Study material section start
//! The per-difficulty statistics record (§3) and its lock discipline,
//! per the REDESIGN FLAGS note in §9: atomic counters for the
//! high-frequency fields, a small mutex only for the timestamps and
//! status that change rarely and need to move together.

use std::sync::atomic::{AtomicBool, AtomicU64, Ordering};
use std::sync::Mutex;
use std::time::{Duration, Instant};

#[derive(Clone, Copy, PartialEq, Eq, Debug)]
pub enum Status {
    Pending,
    Running,
    Done,
}

#[derive(Default)]
struct Timing {
    status: Option<Status>,
    started: Option<Instant>,
    ended: Option<Instant>,
}

/// One difficulty's live counters, shared read-only (by reference)
/// across its worker pool and the driver thread that samples it.
pub struct DiffStats {
    pub game: String,
    pub difficulty: String,
    pub target: u64,
    generated: AtomicU64,
    attempts: AtomicU64,
    failures: AtomicU64,
    stop: AtomicBool,
    timing: Mutex<Timing>,
}

impl DiffStats {
    pub fn new(game: &str, difficulty: &str, target: u64) -> Self {
        DiffStats {
            game: game.to_string(),
            difficulty: difficulty.to_string(),
            target,
            generated: AtomicU64::new(0),
            attempts: AtomicU64::new(0),
            failures: AtomicU64::new(0),
            stop: AtomicBool::new(false),
            timing: Mutex::new(Timing {
                status: Some(Status::Pending),
                started: None,
                ended: None,
            }),
        }
    }

    pub fn mark_running(&self) {
        let mut timing = self.timing.lock().unwrap();
        timing.status = Some(Status::Running);
        timing.started = Some(Instant::now());
    }

    pub fn mark_done(&self) {
        let mut timing = self.timing.lock().unwrap();
        timing.status = Some(Status::Done);
        timing.ended = Some(Instant::now());
    }

    pub fn status(&self) -> Status {
        self.timing.lock().unwrap().status.unwrap_or(Status::Pending)
    }

    pub fn elapsed(&self) -> Duration {
        let timing = self.timing.lock().unwrap();
        match (timing.started, timing.ended) {
            (Some(start), Some(end)) => end.saturating_duration_since(start),
            (Some(start), None) => start.elapsed(),
            (None, _) => Duration::ZERO,
        }
    }

    /// A worker's single post-attempt bookkeeping step: one attempt
    /// always counts, and it lands in exactly one of `generated` or
    /// `failures`.
    pub fn record_attempt(&self, success: bool) {
        self.attempts.fetch_add(1, Ordering::Relaxed);
        if success {
            self.generated.fetch_add(1, Ordering::Relaxed);
        } else {
            self.failures.fetch_add(1, Ordering::Relaxed);
        }
    }

    pub fn generated(&self) -> u64 {
        self.generated.load(Ordering::Relaxed)
    }

    pub fn attempts(&self) -> u64 {
        self.attempts.load(Ordering::Relaxed)
    }

    pub fn failures(&self) -> u64 {
        self.failures.load(Ordering::Relaxed)
    }

    pub fn is_stopped(&self) -> bool {
        self.stop.load(Ordering::Relaxed)
    }

    pub fn stop(&self) {
        self.stop.store(true, Ordering::Relaxed);
    }

    pub fn target_reached(&self) -> bool {
        self.generated() >= self.target
    }

    /// A worker's exit condition, sampled once per attempt: target
    /// met, this difficulty stopped (e.g. timeout), or the whole run
    /// was asked to shut down.
    pub fn should_stop(&self, keep_running: &AtomicBool) -> bool {
        self.target_reached() || self.is_stopped() || !keep_running.load(Ordering::Relaxed)
    }

    pub fn success_rate(&self) -> f64 {
        let attempts = self.attempts();
        if attempts == 0 {
            0.0
        } else {
            self.generated() as f64 / attempts as f64 * 100.0
        }
    }
}

#[cfg(test)]
mod tests {
    use super::*;

    #[test]
    fn fresh_stats_start_pending_with_zero_counters() {
        let stats = DiffStats::new("minesweeper", "easy", 5);
        assert_eq!(stats.status(), Status::Pending);
        assert_eq!(stats.generated(), 0);
        assert_eq!(stats.attempts(), 0);
        assert_eq!(stats.failures(), 0);
        assert!(!stats.is_stopped());
    }

    #[test]
    fn record_attempt_splits_into_generated_or_failures() {
        let stats = DiffStats::new("minesweeper", "easy", 5);
        stats.record_attempt(true);
        stats.record_attempt(false);
        stats.record_attempt(true);
        assert_eq!(stats.attempts(), 3);
        assert_eq!(stats.generated(), 2);
        assert_eq!(stats.failures(), 1);
    }

    #[test]
    fn target_reached_flips_once_generated_meets_target() {
        let stats = DiffStats::new("minesweeper", "easy", 2);
        assert!(!stats.target_reached());
        stats.record_attempt(true);
        assert!(!stats.target_reached());
        stats.record_attempt(true);
        assert!(stats.target_reached());
    }

    #[test]
    fn should_stop_honors_stop_flag_and_global_interrupt() {
        let stats = DiffStats::new("minesweeper", "easy", 100);
        let keep_running = AtomicBool::new(true);
        assert!(!stats.should_stop(&keep_running));

        stats.stop();
        assert!(stats.should_stop(&keep_running));

        let stats2 = DiffStats::new("minesweeper", "easy", 100);
        keep_running.store(false, Ordering::Relaxed);
        assert!(stats2.should_stop(&keep_running));
    }

    #[test]
    fn lifecycle_transitions_pending_running_done() {
        let stats = DiffStats::new("minesweeper", "easy", 1);
        assert_eq!(stats.status(), Status::Pending);
        stats.mark_running();
        assert_eq!(stats.status(), Status::Running);
        stats.mark_done();
        assert_eq!(stats.status(), Status::Done);
    }

    #[test]
    fn success_rate_is_zero_with_no_attempts() {
        let stats = DiffStats::new("minesweeper", "easy", 1);
        assert_eq!(stats.success_rate(), 0.0);
    }
}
Study material section end
[What is being asked] Repeat each record word for word. Do not leave any out.

[Exercise response]
//! The per-difficulty statistics record (§3) and its lock discipline,
//! per the REDESIGN FLAGS note in §9: atomic counters for the
//! high-frequency fields, a small mutex only for the timestamps and
//! status that change rarely and need to move together.

use std::sync::atomic::{AtomicBool, AtomicU64, Ordering};
use std::sync::Mutex;
use std::time::{Duration, Instant};

#[derive(Clone, Copy, PartialEq, Eq, Debug)]
pub enum Status {
    Pending,
    Running,
    Done,
}

#[derive(Default)]
struct Timing {
    status: Option<Status>,
    started: Option<Instant>,
    ended: Option<Instant>,
}

/// One difficulty's live counters, shared read-only (by reference)
/// across its worker pool and the driver thread that samples it.
pub struct DiffStats {
    pub game: String,
    pub difficulty: String,
    pub target: u64,
    generated: AtomicU64,
    attempts: AtomicU64,
    failures: AtomicU64,
    stop: AtomicBool,
    timing: Mutex<Timing>,
}

impl DiffStats {
    pub fn new(game: &str, difficulty: &str, target: u64) -> Self {
        DiffStats {
            game: game.to_string(),
            difficulty: difficulty.to_string(),
            target,
            generated: AtomicU64::new(0),
            attempts: AtomicU64::new(0),
            failures: AtomicU64::new(0),
            stop: AtomicBool::new(false),
            timing: Mutex::new(Timing {
                status: Some(Status::Pending),
                started: None,
                ended: None,
            }),
        }
    }

    pub fn mark_running(&self) {
        let mut timing = self.timing.lock().unwrap();
        timing.status = Some(Status::Running);
        timing.started = Some(Instant::now());
    }

    pub fn mark_done(&self) {
        let mut timing = self.timing.lock().unwrap();
        timing.status = Some(Status::Done);
        timing.ended = Some(Instant::now());
    }

    pub fn status(&self) -> Status {
        self.timing.lock().unwrap().status.unwrap_or(Status::Pending)
    }

    pub fn elapsed(&self) -> Duration {
        let timing = self.timing.lock().unwrap();
        match (timing.started, timing.ended) {
            (Some(start), Some(end)) => end.saturating_duration_since(start),
            (Some(start), None) => start.elapsed(),
            (None, _) => Duration::ZERO,
        }
    }

    /// A worker's single post-attempt bookkeeping step: one attempt
    /// always counts, and it lands in exactly one of `generated` or
    /// `failures`.
    pub fn record_attempt(&self, success: bool) {
        self.attempts.fetch_add(1, Ordering::Relaxed);
        if success {
            self.generated.fetch_add(1, Ordering::Relaxed);
        } else {
            self.failures.fetch_add(1, Ordering::Relaxed);
        }
    }

    pub fn generated(&self) -> u64 {
        self.generated.load(Ordering::Relaxed)
    }

    pub fn attempts(&self) -> u64 {
        self.attempts.load(Ordering::Relaxed)
    }

    pub fn failures(&self) -> u64 {
        self.failures.load(Ordering::Relaxed)
    }

    pub fn is_stopped(&self) -> bool {
        self.stop.load(Ordering::Relaxed)
    }

    pub fn stop(&self) {
        self.stop.store(true, Ordering::Relaxed);
    }

    pub fn target_reached(&self) -> bool {
        self.generated() >= self.target
    }

    /// A worker's exit condition, sampled once per attempt: target
    /// met, this difficulty stopped (e.g. timeout), or the whole run
    /// was asked to shut down.
    pub fn should_stop(&self, keep_running: &AtomicBool) -> bool {
        self.target_reached() || self.is_stopped() || !keep_running.load(Ordering::Relaxed)
    }

    pub fn success_rate(&self) -> f64 {
        let attempts = self.attempts();
        if attempts == 0 {
            0.0
        } else {
            self.generated() as f64 / attempts as f64 * 100.0
        }
    }
}

#[cfg(test)]
mod tests {
    use super::*;

    #[test]
    fn fresh_stats_start_pending_with_zero_counters() {
        let stats = DiffStats::new("minesweeper", "easy", 5);
        assert_eq!(stats.status(), Status::Pending);
        assert_eq!(stats.generated(), 0);
        assert_eq!(stats.attempts(), 0);
        assert_eq!(stats.failures(), 0);
        assert!(!stats.is_stopped());
    }

    #[test]
    fn record_attempt_splits_into_generated_or_failures() {
        let stats = DiffStats::new("minesweeper", "easy", 5);
        stats.record_attempt(true);
        stats.record_attempt(false);
        stats.record_attempt(true);
        assert_eq!(stats.attempts(), 3);
        assert_eq!(stats.generated(), 2);
        assert_eq!(stats.failures(), 1);
    }

    #[test]
    fn target_reached_flips_once_generated_meets_target() {
        let stats = DiffStats::new("minesweeper", "easy", 2);
        assert!(!stats.target_reached());
        stats.record_attempt(true);
        assert!(!stats.target_reached());
        stats.record_attempt(true);
        assert!(stats.target_reached());
    }

    #[test]
    fn should_stop_honors_stop_flag_and_global_interrupt() {
        let stats = DiffStats::new("minesweeper", "easy", 100);
        let keep_running = AtomicBool::new(true);
        assert!(!stats.should_stop(&keep_running));

        stats.stop();
        assert!(stats.should_stop(&keep_running));

        let stats2 = DiffStats::new("minesweeper", "easy", 100);
        keep_running.store(false, Ordering::Relaxed);
        assert!(stats2.should_stop(&keep_running));
    }

    #[test]
    fn lifecycle_transitions_pending_running_done() {
        let stats = DiffStats::new("minesweeper", "easy", 1);
        assert_eq!(stats.status(), Status::Pending);
        stats.mark_running();
        assert_eq!(stats.status(), Status::Running);
        stats.mark_done();
        assert_eq!(stats.status(), Status::Done);
    }

    #[test]
    fn success_rate_is_zero_with_no_attempts() {
        let stats = DiffStats::new("minesweeper", "easy", 1);
        assert_eq!(stats.success_rate(), 0.0);
    }
}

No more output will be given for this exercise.